Cette version ne comprendrait pas, pour l’instant, les contrats événementiels payants ayant déjà provoqué des sanctions réglementaires, et fonctionnerait uniquement sur la base du graphe social de Meta, doté de 3,56 milliards d’utilisateurs actifs quotidiens.
Or, la logique fondamentale des marchés prédictifs repose sur la confrontation réelle des capitaux pour discipliner les comportements prédictifs et générer des prix équitables. Dès lors que ces mécanismes sont remplacés par des incitations basées sur des points, le produit privilégiera naturellement la viralité et la durée d’engagement des utilisateurs plutôt que la précision des prédictions.

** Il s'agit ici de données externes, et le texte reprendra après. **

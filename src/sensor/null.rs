use super::{MotionSensor, SensorSample};
use crate::config::SensorKind;
use crate::error::SensorError;
use tokio::time::Instant;

/// Stand-in used when no sensor is configured or the real one is unavailable.
/// Always reads absence, so it never fires.
#[derive(Debug, Default)]
pub struct NullSensor;

impl NullSensor {
    pub fn new() -> Self {
        Self
    }
}

impl MotionSensor for NullSensor {
    fn read(&mut self) -> Result<SensorSample, SensorError> {
        Ok(SensorSample::presence(false, Instant::now()))
    }

    fn close(&mut self) {}

    fn kind(&self) -> SensorKind {
        SensorKind::None
    }
}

Le bilan médiocre de Meta en matière de traitement des contenus politiques et de lutte contre les informations trompeuses conduit naturellement les régulateurs et les médias à observer avec scepticisme chaque controverse soulevée par Arena.
L’avantage de trafic de Meta suffit à assurer une ampleur significative au secteur. Le succès de Stories et de Reels suit une logique identique : capter des goûts déjà présents chez les utilisateurs, puis amplifier leur diffusion via une plateforme comptant des milliards d’utilisateurs. Si Arena se contente de proposer une fonction sociale simplifiée de prédiction, en maîtrisant le seuil d’entrée financier et en permettant aux utilisateurs ordinaires de Facebook d’accéder facilement aux marchés prédictifs — tandis que des plateformes comme Kalshi conservent une position orientée vers les traders professionnels — Meta pourrait accroître la taille globale du marché, au bénéfice des acteurs leaders déjà établis.
Ce secteur, aujourd’hui valorisé à plusieurs centaines de milliards de dollars, repose sur une base d’utilisateurs natifs de la crypto et familiarisés avec les concepts financiers. Or, les 3,56 milliards d’utilisateurs actifs quotidiens de Meta représentent un réservoir massif d’utilisateurs ordinaires, jamais encore touché par ce marché — c’est là l’opportunité la plus importante offerte par cette entrée sur le secteur.
Mais, deux mois seulement avant la révélation de l’entrée de Meta sur ce marché, la CFTC avait lancé la première poursuite pour transaction privilégiée dans l’histoire des marchés prédictifs, signe d’un durcissement continu de la surveillance réglementaire. Les plateformes de Meta, couvrant les élections, les compétitions sportives et les personnalités publiques, sont particulièrement exposées à une intervention réglementaire ; ajoutée à cela la réputation défavorable de l’entreprise dans la gestion de contenus politiques sensibles, cette entrée se fait dès le départ avec un déficit de crédibilité — et son immense trafic ne fera qu’amplifier toute controverse négative.
Quatre scénarios plausibles pour l’avenir d’Arena
Plusieurs produits financiers antérieurs de Meta ont échoué complètement, car les régulateurs ont jugé que les problèmes de confiance étaient insurmontables.
Arena dispose d’un avantage intrinsèque : le marché prédictif est déjà structuré et compte une base d’utilisateurs réelle. Toutefois, Meta, en tant qu’opérateur de plateforme, porte le même passif réputationnel que lors de l’échec de Libra. Dès qu’il sera question d’élections ou de transactions financières, la confiance deviendra un actif fondamental que Meta devra construire patiemment sur le long terme — une simple masse de trafic ne saurait compenser un déficit de crédibilité.